And here I am today. Amélie is indeed my all-time favorite film, and though I haven't watched it in months, I feel as though I could recite nearly the whole film in my mind. I'm sure I could speak the English translations, reading along to the film without subtitles.
And, having just finished watching A Very Long Engagement with the commentary track, I find myself similarly inspired. Not to say that the film will become another favorite--though a splendidly made film, it just doesn't tug at my heartstrings as Amélie does. But to hear Jeunet comment on his film, on the techniques involved and the homages to Leone and Kubrick and Speilberg, and to hear the obvious-yet-modest pride he takes in his accomplishments, scene by scene... It just inspires me to want to do the same.
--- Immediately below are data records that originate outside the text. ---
//! Runtime configuration for conveyor.
//!
//! Settings are layered: built-in defaults, then an optional
//! `conveyor.toml` at the project root, then CLI overrides.
//!
//! ```toml
//! [agent]
//! cmd = "claude --print"
//!
//! [delegation]
//! max_iterations = 10
//! test_cmd = "cargo test"
//! check_cmd = "cargo check"
//!
//! [artifacts]
//! dir = ".conveyor/artifacts"
//! ```

use anyhow::{Context, Result};
use serde::{Deserialize, Serialize};
use std::path::{Path, PathBuf};

/// Default iteration cap for the bounded implementation loop. The bound
/// must be a configured, finite value; this is the fallback when neither
/// `conveyor.toml` nor `--max-iterations` supplies one.
pub const DEFAULT_MAX_ITERATIONS: u32 = 10;

const DEFAULT_AGENT_CMD: &str = "claude";
const DEFAULT_TEST_CMD: &str = "cargo test";
const DEFAULT_CHECK_CMD: &str = "cargo check";

/// Contents of `conveyor.toml`. All sections are optional.
#[derive(Debug, Clone, Default, Serialize, Deserialize)]
pub struct ConveyorToml {
    #[serde(default)]
    pub agent: AgentSection,
    #[serde(default)]
    pub delegation: DelegationSection,
    #[serde(default)]
    pub artifacts: ArtifactsSection,
}

#[derive(Debug, Clone, Default, Serialize, Deserialize)]
pub struct AgentSection {
    /// Command used to invoke the agent; the prompt is piped to stdin.
    pub cmd: Option<String>,
}

#[derive(Debug, Clone, Default, Serialize, Deserialize)]
pub struct DelegationSection {
    pub max_iterations: Option<u32>,
    pub test_cmd: Option<String>,
    pub check_cmd: Option<String>,
}

#[derive(Debug, Clone, Default, Serialize, Deserialize)]
pub struct ArtifactsSection {
    /// Artifact directory, relative to the project root.
    pub dir: Option<String>,
}

impl ConveyorToml {
    /// Load `conveyor.toml` from the project root, or defaults when absent.
    pub fn load_or_default(project_dir: &Path) -> Result<Self> {
        let path = project_dir.join("conveyor.toml");
        if !path.exists() {
            return Ok(Self::default());
        }
        let content = std::fs::read_to_string(&path)
            .with_context(|| format!("Failed to read config file: {}", path.display()))?;
        toml::from_str(&content)
            .with_context(|| format!("Failed to parse config file: {}", path.display()))
    }
}

/// Resolved runtime configuration for one invocation.
#[derive(Debug, Clone)]
pub struct Config {
    pub project_dir: PathBuf,
    pub artifact_dir: PathBuf,
    pub log_dir: PathBuf,
    pub agent_cmd: String,
    pub test_cmd: String,
    pub check_cmd: String,
    pub max_iterations: u32,
    pub verbose: bool,
}

impl Config {
    /// Resolve configuration from the project directory, `conveyor.toml`,
    /// and CLI overrides.
    pub fn new(
        project_dir: PathBuf,
        verbose: bool,
        max_iterations_override: Option<u32>,
    ) -> Result<Self> {
        let project_dir = project_dir
            .canonicalize()
            .context("Failed to resolve project directory")?;

        let file = ConveyorToml::load_or_default(&project_dir)?;

        let artifact_dir = project_dir.join(
            file.artifacts
                .dir
                .as_deref()
                .unwrap_or(".conveyor/artifacts"),
        );
        let log_dir = project_dir.join(".conveyor/logs");

        let agent_cmd = file
            .agent
            .cmd
            .or_else(|| std::env::var("CONVEYOR_AGENT_CMD").ok())
            .unwrap_or_else(|| DEFAULT_AGENT_CMD.to_string());

        let max_iterations = max_iterations_override
            .or(file.delegation.max_iterations)
            .unwrap_or(DEFAULT_MAX_ITERATIONS);

        Ok(Self {
            project_dir,
            artifact_dir,
            log_dir,
            agent_cmd,
            test_cmd: file
                .delegation
                .test_cmd
                .unwrap_or_else(|| DEFAULT_TEST_CMD.to_string()),
            check_cmd: file
                .delegation
                .check_cmd
                .unwrap_or_else(|| DEFAULT_CHECK_CMD.to_string()),
            max_iterations,
            verbose,
        })
    }

    pub fn ensure_directories(&self) -> Result<()> {
        std::fs::create_dir_all(&self.artifact_dir)
            .context("Failed to create artifact directory")?;
        std::fs::create_dir_all(&self.log_dir).context("Failed to create log directory")?;
        Ok(())
    }
}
I feel like I've been on a bit of a creative surge in the past week or two, not actively so, but at least in terms of inspiration. I read Brave New World nonstop (and, despite my complaints, was captivated enough not to become distracted) and am now working on 1984. And I find myself more inspired, often with ideas not at all related to what I'm reading. (I'm also dreaming much more vividly than I have in years... Weird, huh?) And now I'm even more inspired by Jeunet. Last time I felt this way, it led to 30 pages of Day's End (which I have since decided to rewrite) and about as much of Goldfield. Now I know I must make more use of my inspiration, and/or find ways to prolong it. I may yet become a heavy book-reader. :-P
Once work starts back up, it should be rather slow for a few weeks, so as soon as I finish 1984 I ought to get right on with writing. Perhaps writing 2076 in a different format, I should try a different approach... Less plotted, more open-ended. I feel more comfortable with the idea this time around. Being bigger than Day's End, it doesn't require so many tie-ins, such symmetrical story arcs. Ooh, I like feeling creative. It's nice. I should be off to bed, though. G'nite!